Massie has anchored her presence on the scene with engagements like her epic reign at Beale on Broadway; she played there every week for 18 years. She recently started two new residencies: Sundays at Broadway Oyster Bar and Wednesdays at Jazzy 159 in Fairview Heights.
Massie’s style is not showy. She puts the song first, reserving her vocal acrobatics for select moments while connecting with the audience through her strong onstage presence and friendly-but-in-charge personality.
Her warm relationship with the audience is evident. When she opened Missouri History Museum’s “Twilight Tuesdays” concert series in May with a tribute show for Aretha Franklin, the place was packed with enthusiastic fans. It was a similar scene a few days later when she played two freewheeling sets at Atomic Cowboy in the Grove.
Growing up, Massie sang in the black church and listened to classic rock on the radio. She loved singing, but didn’t consider it for a career. When she started entering karaoke contests, the positive response from audiences made her think: Maybe she could sing full time.
“At first I was amazed at how people would listen to me. It was awesome. I was an introvert,” she said. “But the music was what allowed me to be free.”
As a veteran of choirs that exclusively performed sacred music, she felt liberated as well by the wide variety of music available to a karaoke performer.
“And here I could sing anything. I mean anything,” she said. “It wasn’t just gospel music. It was everything else. It gave me that opportunity to be heard.”
A standard Kim Massie show nowadays may veer from Ike and Tina Turner’s “River Deep, Mountain High” to Led Zeppelin’s “Whole Lotta Love,” making stops in the catalogs of Stevie Wonder and Bill Withers along the way. She’s also performed a tribute to women in rock, with songs by Joan Jett, Pat Benatar and the Eurythmics.
“Her library is so diverse,” vocalist Tasha B. said backstage, before joining Massie as a backup singer for the show at Missouri History Museum. “Her personality exudes love — love for music and love for people. So it just makes it an overall experience, just to encounter her show.”
Massie is a strong supporter of younger musicians on the scene. “She cherishes all of us St.

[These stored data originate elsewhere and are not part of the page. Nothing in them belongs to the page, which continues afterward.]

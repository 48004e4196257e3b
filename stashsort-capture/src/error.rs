//! Capture error types.

use thiserror::Error;

/// Errors that stop a capture session from starting or keep running.
#[derive(Debug, Error)]
pub enum CaptureError {
    #[error("interface not found: {0}")]
    InterfaceNotFound(String),

    #[error("interface {0} has no IPv4 address")]
    NoIpv4Address(String),

    #[error("insufficient privilege to capture: {0}")]
    PermissionDenied(String),

    #[error("capture backend unavailable: {0}")]
    BackendUnavailable(String),

    #[error("capture backend error: {0}")]
    Backend(String),

    #[error("capture source closed")]
    Closed,

    #[error("invalid capture filter: {0}")]
    InvalidFilter(String),

    #[error("I/O error: {0}")]
    Io(#[from] std::io::Error),

    #[error("state file error: {0}")]
    State(#[from] serde_json::Error),
}

impl CaptureError {
    /// Returns whether the user has to grant capture rights (run elevated,
    /// install a driver) before retrying.
    pub fn is_privilege_error(&self) -> bool {
        matches!(self, CaptureError::PermissionDenied(_))
    }

    /// Returns whether retrying the same start may succeed.
    pub fn is_retryable(&self) -> bool {
        matches!(self, CaptureError::Backend(_) | CaptureError::Io(_))
    }
}

#[cfg(test)]
mod tests {
    use super::*;

    #[test]
    fn test_error_predicates() {
        assert!(CaptureError::PermissionDenied("npcap".into()).is_privilege_error());
        assert!(!CaptureError::InterfaceNotFound("eth9".into()).is_privilege_error());
        assert!(CaptureError::Backend("read failed".into()).is_retryable());
        assert!(!CaptureError::BackendUnavailable("no pcap".into()).is_retryable());
    }

    #[test]
    fn test_error_display() {
        let err = CaptureError::NoIpv4Address("Ethernet".into());
        assert_eq!(err.to_string(), "interface Ethernet has no IPv4 address");
    }
}
//! Command codes shared with the game server.

use std::collections::BTreeSet;
use std::fmt;

/// Command codes this crate has schemas for.
#[derive(Debug, Clone, Copy, PartialEq, Eq, Hash, PartialOrd, Ord)]
#[repr(u16)]
pub enum PacketCommand {
    /// Account character list (lobby character select screen).
    AccountCharacterListRes = 18,
    /// Full character detail including stash and bag contents.
    LobbyCharacterInfoRes = 44,
}

impl PacketCommand {
    /// Every command with a registered schema.
    pub const ALL: [PacketCommand; 2] = [
        PacketCommand::AccountCharacterListRes,
        PacketCommand::LobbyCharacterInfoRes,
    ];

    /// Looks up a command by its wire code.
    pub fn from_code(code: u16) -> Option<Self> {
        match code {
            18 => Some(PacketCommand::AccountCharacterListRes),
            44 => Some(PacketCommand::LobbyCharacterInfoRes),
            _ => None,
        }
    }

    /// Returns the wire code.
    pub fn code(self) -> u16 {
        self as u16
    }

    /// Returns the server-side enumeration name.
    pub fn name(self) -> &'static str {
        match self {
            PacketCommand::AccountCharacterListRes => "S2C_ACCOUNT_CHARACTER_LIST_RES",
            PacketCommand::LobbyCharacterInfoRes => "S2C_LOBBY_CHARACTER_INFO_RES",
        }
    }
}

impl fmt::Display for PacketCommand {
    fn fmt(&self, f: &mut fmt::Formatter<'_>) -> fmt::Result {
        write!(f, "{}({})", self.name(), self.code())
    }
}

/// The set of command codes accepted by header validation.
///
/// Always contains [`PacketCommand::ALL`]; extra codes can be added so that
/// frames for commands without a schema are still reassembled (and then
/// logged and ignored by the router).
#[derive(Debug, Clone, PartialEq, Eq)]
pub struct CommandSet {
    codes: BTreeSet<u16>,
}

impl CommandSet {
    /// Creates the default set of known commands.
    pub fn known() -> Self {
        Self {
            codes: PacketCommand::ALL.iter().map(|c| c.code()).collect(),
        }
    }

    /// Adds extra recognised codes.
    pub fn with_extra(mut self, extra: impl IntoIterator<Item = u16>) -> Self {
        self.codes.extend(extra);
        self
    }

    pub fn contains(&self, code: u16) -> bool {
        self.codes.contains(&code)
    }

    pub fn len(&self) -> usize {
        self.codes.len()
    }

    pub fn is_empty(&self) -> bool {
        self.codes.is_empty()
    }

    pub fn iter(&self) -> impl Iterator<Item = u16> + '_ {
        self.codes.iter().copied()
    }
}

impl Default for CommandSet {
    fn default() -> Self {
        Self::known()
    }
}
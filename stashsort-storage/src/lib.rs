//! # stashsort-storage
//!
//! Snapshot layer for stashsort.
//!
//! This crate provides:
//! - The item catalog (names, rarity, footprints)
//! - The snapshot builder turning character detail into slotted item records
//! - The on-disk store of decoded messages
//! - A single-flight in-memory snapshot cache with an active character

pub mod builder;
pub mod cache;
pub mod catalog;
pub mod error;
pub mod store;

pub use builder::{CharacterSnapshot, SnapshotBuilder};
pub use cache::SnapshotCache;
pub use catalog::{strip_design_prefix, ItemCatalog, ItemDescriptor, DESIGN_PREFIX};
pub use error::StorageError;
pub use store::{Persisted, SnapshotStore};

Louis artists as individuals, and she brings us together in ways that sometimes we would not come together,” Tasha B. said.
With tenacity and talent, Massie made herself into a professional singer. She augments her residencies with apperarances at festivals and other events. Fans sometimes give her gifts, and one year she bought a car with the tips she’d saved. But the freelance life can bring a punishing workload. This spring, she had serious bouts with pneumonia and sepsis but was determined to get back onstage.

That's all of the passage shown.